But for some weird twisted reason, Tubbo couldn't work up the heat to be angry. His time spend alive was just as meaningless as his death and he stayed a hopeless coward even in the end. In a way, it suited him the best, like how he finally grew into his L'Manberg suit after all those years.

When Ranboo wiped off his tears and the burning remained on Tubbo's face, the gut wrecking realization hit him - he was crying as well. His eyes sting from the salty liquid and it irritated his burns so much. He was not supposed to cry in front of Ranboo, Ranboo was not supposed to see his tears, the sadness buried deep withing his soul. but it was okay because Tubbo deserved it. He was a bad person, and awful person, someone who exiled his own friend, then laughed when the news of his death reached him. He deserved this, the pitiful accident, the hard ground under his scared back, the annoying ringing in his ears that made it hard for him to concentrate on Ranboo's soothing, rembling voice.

"Hey, Boo..." he looked up at his husband one more time "Michael... I didn't give him a good morning kiss when I left, can you give one to him?" he smiled at the mention of his son and Ranboo smiled with him, the most pained smile Tubbo had ever seen on his face "And... and... Ask for Tommy's help when it's time for his... his bath, okay? I don't want you to burn yourself again" Tubbo laughed, a humorless pitiful wheeze and nothing more just to fill the silence. Ranboo was crying again.

"Ranboo..." he sighed, closing his eyes. The numbness was biting at his abdomen now and the pool of blood drenching his poorly sewn together coat was getting cold "Can you... can you sing a lullaby for me? I'm getting sleepy"

"Of course, everything for Bee" Tubbo had dreamed of falling asleep to Ranboo singling before, it was a secret no one was meant to know. He was looking forward for the day his husband would not give him the cold shoulder and actually sang him something, even just for a few seconds.

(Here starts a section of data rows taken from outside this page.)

//! Edge-case tests: adversarial inputs to every public API.

use folio::{
    Action, ImportError, InputError, Mode, ModeData, Position, RawPosition, RebalanceRequest,
    calculate_drift, calculate_portfolio_health, calculate_rebalancing, find_closest_model,
    group_by_asset_class, parse_csv, parse_positions, parse_text,
};

// ============================================================================
// Degenerate portfolios
// ============================================================================

#[test]
fn empty_positions() {
    let result = calculate_rebalancing(&[], Mode::Standard, 0.0);
    assert_eq!(result.total_value, 0.0);
    assert!(result.positions.is_empty());
    assert!(group_by_asset_class(&result.positions).is_empty());
    assert_eq!(calculate_drift(&result.positions).percentage, 0.0);
}

#[test]
fn zero_total_yields_nan_percentages_without_panicking() {
    let positions = vec![Position::new("VTI", 0.0, 100.0)];
    let result = calculate_rebalancing(&positions, Mode::Standard, 0.0);

    assert!(result.positions[0].current_percent.is_nan());
    assert_eq!(result.positions[0].difference, 0.0);
    assert_eq!(result.positions[0].action, Action::Hold);
}

#[test]
fn zero_total_contribution_spreads_by_target() {
    let positions = vec![
        Position::new("VTI", 0.0, 70.0),
        Position::new("BND", 0.0, 30.0),
    ];
    let result = calculate_rebalancing(&positions, Mode::Contribution, 1_000.0);

    assert!((result.positions[0].difference - 700.0).abs() < 1e-9);
    assert!((result.positions[1].difference - 300.0).abs() < 1e-9);
}

#[test]
fn single_position_portfolio() {
    let positions = vec![Position::new("VTI", 10_000.0, 100.0)];
    for mode in Mode::ALL {
        let result = calculate_rebalancing(&positions, mode, 0.0);
        assert_eq!(result.positions[0].action, Action::Hold, "mode {mode}");
    }
}

#[test]
fn zero_target_position_is_fully_sold() {
    let positions = vec![
        Position::new("VTI", 5_000.0, 100.0),
        Position::new("OLD", 5_000.0, 0.0),
    ];
    let result = calculate_rebalancing(&positions, Mode::Standard, 0.0);
    assert_eq!(result.positions[1].difference, -5_000.0);
    assert_eq!(result.positions[1].target_amount, 0.0);
}

#[test]
fn zero_target_position_receives_nothing_from_contribution() {
    let positions = vec![
        Position::new("VTI", 5_000.0, 100.0),
        Position::new("OLD", 5_000.0, 0.0),
    ];
    let result = calculate_rebalancing(&positions, Mode::Contribution, 500.0);
    assert_eq!(result.positions[1].difference, 0.0);
    assert_eq!(result.positions[1].action, Action::Hold);
}

#[test]
fn duplicate_tickers_are_independent_rows() {
    let positions = vec![
        Position::new("VTI", 1_000.0, 50.0),
        Position::new("VTI", 3_000.0, 50.0),
    ];
    let result = calculate_rebalancing(&positions, Mode::Standard, 0.0);
    assert_eq!(result.positions[0].action, Action::Buy);
    assert_eq!(result.positions[1].action, Action::Sell);

    let groups = group_by_asset_class(&result.positions);
    assert_eq!(groups.len(), 1);
    assert_eq!(groups[0].tickers, vec!["VTI", "VTI"]);
}

#[test]
fn huge_amounts_stay_finite() {
    let positions = vec![
        Position::new("VTI", 1e15, 50.0),
        Position::new("BND", 1e12, 50.0),
    ];
    let result = calculate_rebalancing(&positions, Mode::Contribution, 1e14);
    assert!(result.positions.iter().all(|p| p.difference.is_finite()));
    assert!(result.positions.iter().all(|p| p.difference >= 0.0));
}

// ============================================================================
// Cash-flow amounts
// ============================================================================

#[test]
fn non_positive_cash_amount_falls_back_to_standard() {
    let positions = vec![
        Position::new("VTI", 7_000.0, 60.0),
        Position::new("BND", 3_000.0, 40.0),
    ];
    for mode in [Mode::Contribution, Mode::Withdrawal] {
        for amount in [0.0, -100.0] {
            let result = calculate_rebalancing(&positions, mode, amount);
            assert_eq!(result.mode, mode);
            assert_eq!(result.mode_data, ModeData::None {});
            assert_eq!(result.positions[0].difference, -1_000.0);
            assert!(result.positions[0].new_amount.is_none());
        }
    }
}

#[test]
fn withdrawal_larger_than_portfolio_is_rejected_at_boundary() {
    let positions = vec![Position::new("VTI", 1_000.0, 100.0)];
    let err = RebalanceRequest::new(positions, Mode::Withdrawal, 1_000.0).unwrap_err();
    assert!(matches!(err, InputError::InsufficientFunds { .. }));
}

#[test]
fn nan_cash_amount_is_rejected_at_boundary() {
    let positions = vec![Position::new("VTI", 1_000.0, 100.0)];
    let err = RebalanceRequest::new(positions, Mode::Contribution, f64::NAN).unwrap_err();
    assert_eq!(
        err,
        InputError::MissingModeAmount {
            mode: Mode::Contribution
        }
    );
}

// ============================================================================
// Text input
// ============================================================================

#[test]
fn target_sum_errors_name_direction() {
    let raw = vec![
        RawPosition::new("VTI", "100", "60"),
        RawPosition::new("BND", "100", "50"),
    ];
    let err = RebalanceRequest::from_raw(&raw, Mode::Standard, 0.0).unwrap_err();
    assert!(err.to_string().contains("too high"), "{err}");

    let raw = vec![RawPosition::new("VTI", "100", "90")];
    let err = RebalanceRequest::from_raw(&raw, Mode::Standard, 0.0).unwrap_err();
    assert!(err.to_string().contains("too low"), "{err}");
}

#[test]
fn whitespace_only_rows_count_as_incomplete() {
    let raw = vec![
        RawPosition::new("  ", " ", "\t"),
        RawPosition::new("VTI", "1", "100"),
    ];
    assert_eq!(parse_positions(&raw).unwrap().len(), 1);
}

#[test]
fn unknown_mode_string_is_rejected() {
    assert!("rebalance".parse::<Mode>().is_err());
    assert_eq!(" Add-Only ".parse::<Mode>().unwrap(), Mode::AddOnly);
}

#[test]
fn import_of_blank_text() {
    assert_eq!(parse_csv("   \n\n").unwrap_err(), ImportError::Empty);
    assert_eq!(parse_text("").unwrap_err(), ImportError::Empty);
}

#[test]
fn import_error_lists_every_line() {
    let err = parse_text("VTI 100\nBND abc 30\nGLD 10 10").unwrap_err();
    let message = err.to_string();
    assert!(message.contains("Line 1:"), "{message}");
    assert!(message.contains("Line 2:"), "{message}");
    assert!(!message.contains("Line 3:"), "{message}");
}

// ============================================================================
// Analysis
// ============================================================================

#[test]
fn health_of_unknown_tickers() {
    let positions = vec![
        Position::new("AAPL", 1.0, 34.0),
        Position::new("MSFT", 1.0, 33.0),
        Position::new("GOOG", 1.0, 33.0),
    ];
    let result = calculate_rebalancing(&positions, Mode::Standard, 0.0);
    let groups = group_by_asset_class(&result.positions);

    assert_eq!(groups.len(), 1);
    assert!(calculate_portfolio_health(&result.positions).score >= 90);
    // everything is "Other", far from every model
    let closest = find_closest_model(&groups).unwrap();
    assert!(closest.difference >= 200.0 - 1e-9);
}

The song was beautiful, if not a bit childish especially for someone on their death bed, and Tubbo quickly recognized it as one of Michael's favorite lullabies he used to sing every night until their son had fallen asleep. Now looking back at it, Tubbo felt guilty for not giving a small kiss to Michael before leaving the mansion this morning. Michael was a good sleeper, he would have just fallen back asleep anyway.

Ranboo's lullaby was not soothing, not in the slightest. His voice was stained and small, scratchy his unused vocal cords nearly screaming at him, jumping between octaves and tempos, choking on the sobs that wracked his lanky body. Both of them laughed a bit after Tubbo's half-hearted "you suck" comment, and for a moment, everything felt normal.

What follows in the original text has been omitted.